Distributions of Stochastic Processes I learned that Brownian motion is any stochastic process $(W_{t})_{t\geq0}$  that satisfies four well-known properties. But I still don't understand how these four properties uniquely determine Brownian Motion. 
The four properties are 


*

*$W_0=0$, 

*for times $ 0 \leq t_1 \leq t_2 <...< t_n <T$ the random variables $W_{t_2} - W_{t_1}$, $W_{t_3}-W_{t_2}$,...,$W_{t_n}-W_{t_{n-1}}$ are independent. 

*For any $0\leq s \leq t <T$ the increment $W_{t} - W_{s}$ has the Gaussian distribution with mean 0 and variance $t-s$. 
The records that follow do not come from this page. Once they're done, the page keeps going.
//! Persistence for data models - save/load JSON files.

use std::fs::{self, File};
use std::io::{BufReader, BufWriter};
use std::path::Path;

use chrono::{DateTime, Utc};
use serde::{Deserialize, Serialize};

use crate::comparators::ComparatorRegistry;
use crate::error::{BlockingError, Result};
use crate::variables::{ModelConfig, PersistedVariable, Variable};

use super::DataModel;

/// Current persisted model format version.
pub const FORMAT_VERSION: u32 = 1;

/// The stored form of a data model.
///
/// Only names, missing flags and definitions are kept. Predicates and
/// expansions are rebuilt on load.
#[derive(Debug, Clone, PartialEq, Serialize, Deserialize)]
pub struct PersistedModel {
    pub format_version: u32,
    pub created_at: DateTime<Utc>,
    pub variables: Vec<PersistedVariable>,
}

impl PersistedModel {
    /// Rebuild the live model.
    pub fn rehydrate(&self, config: ModelConfig, registry: ComparatorRegistry) -> Result<DataModel> {
        if self.format_version != FORMAT_VERSION {
            return Err(BlockingError::Configuration(format!(
                "unsupported model format version {}",
                self.format_version
            )));
        }

        let variables = self
            .variables
            .iter()
            .map(|stored| stored.rehydrate(&config, &registry))
            .collect::<Result<Vec<Variable>>>()?;

        let model = DataModel::assemble(variables, config, registry)?;

        for stored in &self.variables {
            let live = model.get(&stored.name).map(Variable::has_missing);
            if live != Some(stored.has_missing) {
                return Err(BlockingError::Configuration(format!(
                    "stored variable '{}' no longer matches its definition",
                    stored.name
                )));
            }
        }
        Ok(model)
    }

    /// Save to a JSON file, creating the parent directory if needed.
    pub fn save(&self, path: impl AsRef<Path>) -> Result<()> {
        let path = path.as_ref();

        if let Some(parent) = path.parent() {
            if !parent.as_os_str().is_empty() && !parent.exists() {
                fs::create_dir_all(parent).map_err(|e| BlockingError::Io {
                    path: parent.to_path_buf(),
                    source: e,
                })?;
            }
        }

        let file = File::create(path).map_err(|e| BlockingError::Io {
            path: path.to_path_buf(),
            source: e,
        })?;
        serde_json::to_writer_pretty(BufWriter::new(file), self)?;
        Ok(())
    }

    /// Load from a JSON file.
    pub fn load(path: impl AsRef<Path>) -> Result<Self> {
        let path = path.as_ref();
        let file = File::open(path).map_err(|e| BlockingError::Io {
            path: path.to_path_buf(),
            source: e,
        })?;
        let model = serde_json::from_reader(BufReader::new(file))?;
        Ok(model)
    }
}

impl DataModel {
    /// The stored projection of this model.
    pub fn persist(&self) -> PersistedModel {
        PersistedModel {
            format_version: FORMAT_VERSION,
            created_at: Utc::now(),
            variables: self.variables().map(Variable::persist).collect(),
        }
    }

    /// Save the model to a JSON file.
    ///
    /// # Example
    ///
    /// ```no_run
    /// # use blocklink::DataModel;
    /// # fn example(model: &DataModel) -> blocklink::Result<()> {
    /// model.save("settings/model.json")?;
    /// # Ok(())
    /// # }
    /// ```
    pub fn save(&self, path: impl AsRef<Path>) -> Result<()> {
        self.persist().save(path)
    }

    /// Load a model saved with [`DataModel::save`], using the default
    /// configuration and the built-in comparators.
    pub fn load(path: impl AsRef<Path>) -> Result<Self> {
        Self::load_with(path, ModelConfig::default(), ComparatorRegistry::with_builtins())
    }

    /// Load a model with an explicit configuration and comparator registry.
    pub fn load_with(
        path: impl AsRef<Path>,
        config: ModelConfig,
        registry: ComparatorRegistry,
    ) -> Result<Self> {
        PersistedModel::load(path)?.rehydrate(config, registry)
    }
}
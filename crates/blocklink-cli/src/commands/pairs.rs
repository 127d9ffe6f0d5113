//! Pairs command - which labeled pairs each predicate would block together.

use std::path::PathBuf;

use colored::Colorize;

use blocklink::{ComparisonCover, TrainingData};

use super::{load_model, print_ranked, write_json};

pub fn run(
    config: PathBuf,
    training: PathBuf,
    output: Option<PathBuf>,
    top: usize,
    verbose: bool,
) -> Result<(), Box<dyn std::error::Error>> {
    if !training.exists() {
        return Err(format!("File not found: {}", training.display()).into());
    }

    let model = load_model(&config)?;
    let data = TrainingData::load(&training)?;
    let predicates = model.predicates();

    println!(
        "{} {} ({} match, {} distinct)",
        "Scoring pairs from".cyan().bold(),
        training.display().to_string().white(),
        data.matches.len().to_string().green(),
        data.distinct.len().to_string().red()
    );

    let matches = ComparisonCover::build(&predicates, &data.matches, None)?;
    let distinct = ComparisonCover::build(&predicates, &data.distinct, None)?;

    println!(
        "{} predicates cover a match, {} cover a distinct pair",
        matches.len().to_string().green().bold(),
        distinct.len().to_string().red().bold()
    );
    println!();

    let ranked = matches.ranked();
    if verbose {
        for entry in ranked.iter().take(top) {
            let false_positives = predicates
                .iter()
                .find(|p| p.fingerprint() == entry.fingerprint)
                .and_then(|p| distinct.get(p))
                .map_or(0, |covered| covered.len());
            println!(
                "  {:>4} match / {:>4} distinct  {}",
                entry.size,
                false_positives,
                entry.predicate
            );
        }
    } else {
        print_ranked(&ranked, top, "matches");
    }

    if let Some(path) = output {
        write_json(&ranked, &path)?;
    }

    Ok(())
}
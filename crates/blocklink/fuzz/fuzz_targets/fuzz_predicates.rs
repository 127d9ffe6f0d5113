//! Fuzz target for the predicate functions.
//!
//! Every function must accept any value of its domain without panicking,
//! and produce the same keys twice.

#![no_main]

use arbitrary::Arbitrary;
use libfuzzer_sys::fuzz_target;

use blocklink::{FieldValue, PredicateFunction};

#[derive(Debug, Arbitrary)]
enum Input {
    Text(String),
    Set(Vec<String>),
    Number(f64),
    LatLong(f64, f64),
}

fuzz_target!(|input: Input| {
    let value = match input {
        Input::Text(s) => FieldValue::text(s),
        Input::Set(items) => FieldValue::set(items),
        Input::Number(n) => FieldValue::Number(n),
        Input::LatLong(lat, lng) => FieldValue::LatLong(lat, lng),
    };

    for function in PredicateFunction::ALL {
        // Out-of-domain values are an error, never a panic
        if let Ok(keys) = function.apply(&value) {
            assert_eq!(function.apply(&value).ok(), Some(keys));
        }
    }
});
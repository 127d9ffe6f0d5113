//! CLI command implementations.

pub mod cover;
pub mod inspect;
pub mod pairs;

use std::fs::File;
use std::io::BufWriter;
use std::path::{Path, PathBuf};

use colored::Colorize;
use serde::Serialize;

use blocklink::variables::load_definitions;
use blocklink::{CoverEntry, DataModel, ModelConfig};

/// Load definitions and build a model without index predicates.
///
/// The CLI has no index service, so index predicates could never be
/// evaluated.
pub(crate) fn load_model(config: &Path) -> Result<DataModel, Box<dyn std::error::Error>> {
    if !config.exists() {
        return Err(format!("File not found: {}", config.display()).into());
    }

    let definitions = load_definitions(config)?;
    let model = DataModel::builder()
        .config(ModelConfig::default().without_index_predicates())
        .definitions(definitions)
        .build()?;
    Ok(model)
}

/// Print the leading entries of a ranked cover.
pub(crate) fn print_ranked<T>(entries: &[CoverEntry<T>], top: usize, unit: &str) {
    if entries.is_empty() {
        println!("{}", "No predicate covers anything.".yellow());
        return;
    }

    for (rank, entry) in entries.iter().take(top).enumerate() {
        println!(
            "{:>4}. {:>6} {}  {}",
            rank + 1,
            entry.size.to_string().white().bold(),
            unit,
            entry.predicate
        );
    }
    if entries.len() > top {
        println!("      ... {} more", entries.len() - top);
    }
}

/// Write a report as pretty JSON.
pub(crate) fn write_json<T: Serialize>(
    value: &T,
    path: &PathBuf,
) -> Result<(), Box<dyn std::error::Error>> {
    let file = File::create(path)?;
    serde_json::to_writer_pretty(BufWriter::new(file), value)?;

    println!();
    println!(
        "{} {}",
        "Saved to".green().bold(),
        path.display().to_string().white()
    );
    Ok(())
}
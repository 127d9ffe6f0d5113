//! Covers: which records (or labeled pairs) each predicate groups together.
//!
//! Covers are read-only snapshots. They are rebuilt whenever the predicate
//! set or the dataset changes.

use std::collections::{BTreeSet, HashMap};

use rayon::prelude::*;
use serde::Serialize;
use tracing::{debug, instrument};

use crate::error::Result;
use crate::predicates::{IndexService, Predicate};
use crate::record::{IdentifiedRecord, Keys, RecordId};

/// Tunables for cover building.
#[derive(Debug, Clone)]
pub struct CoverConfig {
    /// Records per worker shard.
    pub shard_size: usize,
}

impl Default for CoverConfig {
    fn default() -> Self {
        Self { shard_size: 1024 }
    }
}

/// Per-predicate map of block key to the records carrying it.
type BlockMap = Vec<HashMap<String, BTreeSet<RecordId>>>;

fn merge_blocks(mut left: BlockMap, right: BlockMap) -> BlockMap {
    for (into, from) in left.iter_mut().zip(right) {
        for (key, ids) in from {
            into.entry(key).or_default().extend(ids);
        }
    }
    left
}

/// One predicate's coverage, for reports.
#[derive(Debug, Clone, Serialize)]
pub struct CoverEntry<T> {
    pub predicate: String,
    pub fingerprint: String,
    pub size: usize,
    pub covered: Vec<T>,
}

/// Predicate to the set of records that share a block key with another
/// record under it.
#[derive(Debug, Clone, Default, PartialEq)]
pub struct Cover {
    blocks: HashMap<Predicate, BTreeSet<RecordId>>,
}

impl Cover {
    /// Build a cover with the default configuration.
    pub fn build(
        predicates: &[Predicate],
        records: &[IdentifiedRecord],
        index: Option<&dyn IndexService>,
    ) -> Result<Self> {
        Self::build_with_config(predicates, records, index, &CoverConfig::default())
    }

    /// Build a cover, evaluating record shards in parallel.
    ///
    /// Each shard produces its own key map; maps are merged by key-wise
    /// union, so the result does not depend on the shard size.
    #[instrument(
        skip_all,
        fields(predicates = predicates.len(), records = records.len()),
        level = "debug"
    )]
    pub fn build_with_config(
        predicates: &[Predicate],
        records: &[IdentifiedRecord],
        index: Option<&dyn IndexService>,
        config: &CoverConfig,
    ) -> Result<Self> {
        let shard_size = config.shard_size.max(1);

        let shards: Vec<BlockMap> = records
            .par_chunks(shard_size)
            .map(|shard| -> Result<BlockMap> {
                let mut blocks: BlockMap = vec![HashMap::new(); predicates.len()];
                for record in shard {
                    for (slot, predicate) in predicates.iter().enumerate() {
                        for key in predicate.keys(&record.fields, index)? {
                            blocks[slot].entry(key).or_default().insert(record.id);
                        }
                    }
                }
                Ok(blocks)
            })
            .collect::<Result<Vec<BlockMap>>>()?;

        debug!(shards = shards.len(), "merging shard block maps");
        let merged = shards
            .into_iter()
            .reduce(merge_blocks)
            .unwrap_or_else(|| vec![HashMap::new(); predicates.len()]);

        let mut blocks = HashMap::new();
        for (predicate, keyed) in predicates.iter().zip(merged) {
            let covered: BTreeSet<RecordId> = keyed
                .into_values()
                .filter(|ids| ids.len() > 1)
                .flatten()
                .collect();
            if !covered.is_empty() {
                blocks.insert(predicate.clone(), covered);
            }
        }

        debug!(covering = blocks.len(), "built cover");
        Ok(Self { blocks })
    }

    pub fn get(&self, predicate: &Predicate) -> Option<&BTreeSet<RecordId>> {
        self.blocks.get(predicate)
    }

    /// Number of predicates that cover at least one record.
    pub fn len(&self) -> usize {
        self.blocks.len()
    }

    pub fn is_empty(&self) -> bool {
        self.blocks.is_empty()
    }

    pub fn iter(&self) -> impl Iterator<Item = (&Predicate, &BTreeSet<RecordId>)> {
        self.blocks.iter()
    }

    /// Entries ordered by coverage size, largest first, then by name.
    pub fn ranked(&self) -> Vec<CoverEntry<RecordId>> {
        ranked_entries(&self.blocks)
    }
}

/// Predicate to the labeled pairs whose records share a block key under it.
#[derive(Debug, Clone, Default, PartialEq)]
pub struct ComparisonCover {
    pairs: HashMap<Predicate, BTreeSet<(RecordId, RecordId)>>,
}

impl ComparisonCover {
    /// Evaluate every predicate against every pair, predicates in parallel.
    #[instrument(
        skip_all,
        fields(predicates = predicates.len(), pairs = pairs.len()),
        level = "debug"
    )]
    pub fn build(
        predicates: &[Predicate],
        pairs: &[(IdentifiedRecord, IdentifiedRecord)],
        index: Option<&dyn IndexService>,
    ) -> Result<Self> {
        let covered: Vec<(Predicate, BTreeSet<(RecordId, RecordId)>)> = predicates
            .par_iter()
            .map(|predicate| -> Result<(Predicate, BTreeSet<(RecordId, RecordId)>)> {
                let mut covered = BTreeSet::new();
                for (a, b) in pairs {
                    let keys_a: Keys = predicate.keys(&a.fields, index)?;
                    if keys_a.is_empty() {
                        continue;
                    }
                    let keys_b = predicate.keys(&b.fields, index)?;
                    if !keys_a.is_disjoint(&keys_b) {
                        covered.insert((a.id, b.id));
                    }
                }
                Ok((predicate.clone(), covered))
            })
            .collect::<Result<Vec<_>>>()?;

        let pairs: HashMap<_, _> = covered
            .into_iter()
            .filter(|(_, covered)| !covered.is_empty())
            .collect();
        debug!(covering = pairs.len(), "built comparison cover");
        Ok(Self { pairs })
    }

    pub fn get(&self, predicate: &Predicate) -> Option<&BTreeSet<(RecordId, RecordId)>> {
        self.pairs.get(predicate)
    }

    pub fn len(&self) -> usize {
        self.pairs.len()
    }

    pub fn is_empty(&self) -> bool {
        self.pairs.is_empty()
    }

    pub fn iter(&self) -> impl Iterator<Item = (&Predicate, &BTreeSet<(RecordId, RecordId)>)> {
        self.pairs.iter()
    }

    /// Entries ordered by coverage size, largest first, then by name.
    pub fn ranked(&self) -> Vec<CoverEntry<(RecordId, RecordId)>> {
        ranked_entries(&self.pairs)
    }
}

fn ranked_entries<T: Copy>(map: &HashMap<Predicate, BTreeSet<T>>) -> Vec<CoverEntry<T>> {
    let mut entries: Vec<CoverEntry<T>> = map
        .iter()
        .map(|(predicate, covered)| CoverEntry {
            predicate: predicate.to_string(),
            fingerprint: predicate.fingerprint(),
            size: covered.len(),
            covered: covered.iter().copied().collect(),
        })
        .collect();
    entries.sort_by(|a, b| b.size.cmp(&a.size).then_with(|| a.predicate.cmp(&b.predicate)));
    entries
}
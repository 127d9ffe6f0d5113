//! Variable definitions and the typed variables built from them.

mod categorical;
mod config;
mod definition;
mod field;
mod interaction;
mod variable;

pub use categorical::{
    CategoricalExpandable, CategoricalVariable, DerivedVariable, ExistsVariable,
    MissingDataVariable,
};
pub use config::{
    FieldTypeConfig, ModelConfig, BASE_STRING_FUNCTIONS, DEFAULT_INDEX_THRESHOLDS,
    SHORT_STRING_FUNCTIONS,
};
pub use definition::{load_definitions, VariableDefinition, VariableType};
pub use field::FieldVariable;
pub use interaction::InteractionVariable;
pub use variable::{PersistedVariable, Variable};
*For all $\omega$ in a set of probability one, $B_t (w)$ is a continuous function of $t$. 
More precisely,
Let $(W_{t})_{t\geq0}$  and $(W_{t}')_{t\geq0}$  be two stochastic processes that satisfy the four properties of a Brownian motion. Prove that these stochastic processes must then have the same finite dimensional distributions, that is, $E[f(W_{t_{1}},...,W_{t_{n}})]=E[f(W_{t_{1}}^{'},...,W_{t_{n}}^{'})]$ for any $n\geq1$ , $t_{1},...,t_{n}\geq0$ , and bounded measurable $f:\,\mathbb{R}^{n}\rightarrow\mathbb{R}$ . 


*

*How do I go about showing this....I am having trouble with multivariate gaussians. 2. Does the Kolmogorov's Extension theorem play some sort of a role here?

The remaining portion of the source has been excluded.